**Task description:**
Filter the records, keeping every line that has the string "recv".

**Provided data:**

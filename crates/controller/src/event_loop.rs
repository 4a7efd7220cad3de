//! Event loop: one reconciliation per received config, strictly sequential,
//! until stopped.

use redeploy_core::{ChangeStrategy, ConfigCodec, DeploymentConfig, DeploymentLookup};
use tokio::sync::{mpsc, oneshot};
use tokio::task::JoinHandle;
use tracing::info;

use crate::{ConfigChangeController, Outcome};

/// Stops a running controller. Dropping the handle stops it as well.
#[derive(Debug)]
pub struct StopHandle {
    tx: Option<oneshot::Sender<()>>,
}

impl StopHandle {
    pub fn stop(mut self) {
        if let Some(tx) = self.tx.take() { let _ = tx.send(()); }
    }
}

/// Receiving side of a [`StopHandle`].
#[derive(Debug)]
pub struct StopSignal {
    rx: oneshot::Receiver<()>,
}

pub fn stop_channel() -> (StopHandle, StopSignal) {
    let (tx, rx) = oneshot::channel();
    (StopHandle { tx: Some(tx) }, StopSignal { rx })
}

impl<S, L, C> ConfigChangeController<S, L, C>
where
    S: ChangeStrategy,
    L: DeploymentLookup,
    C: ConfigCodec,
{
    /// Wait for the next config and reconcile it. `None` once the source is closed.
    pub async fn handle_next(&self, configs: &mut mpsc::Receiver<DeploymentConfig>) -> Option<Outcome> {
        let config = configs.recv().await?;
        Some(self.handle_config(&config).await)
    }

    /// Run until `stop` fires or `configs` closes. The stop signal is only
    /// observed between reconciliations; a step in flight always completes.
    pub async fn run(self, mut configs: mpsc::Receiver<DeploymentConfig>, mut stop: StopSignal) {
        info!("config change controller started");
        loop {
            tokio::select! {
                biased;
                _ = &mut stop.rx => {
                    info!("stop requested");
                    break;
                }
                next = configs.recv() => match next {
                    Some(config) => { self.handle_config(&config).await; }
                    None => {
                        info!("config source closed");
                        break;
                    }
                },
            }
        }
        info!("config change controller stopped");
    }

    /// Run on a background task.
    pub fn spawn(self, configs: mpsc::Receiver<DeploymentConfig>) -> (JoinHandle<()>, StopHandle)
    where
        S: 'static,
        L: 'static,
        C: 'static,
    {
        let (handle, signal) = stop_channel();
        (tokio::spawn(self.run(configs, signal)), handle)
    }
}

**Exercise output:**
        let config = configs.recv().await?;
                next = configs.recv() => match next {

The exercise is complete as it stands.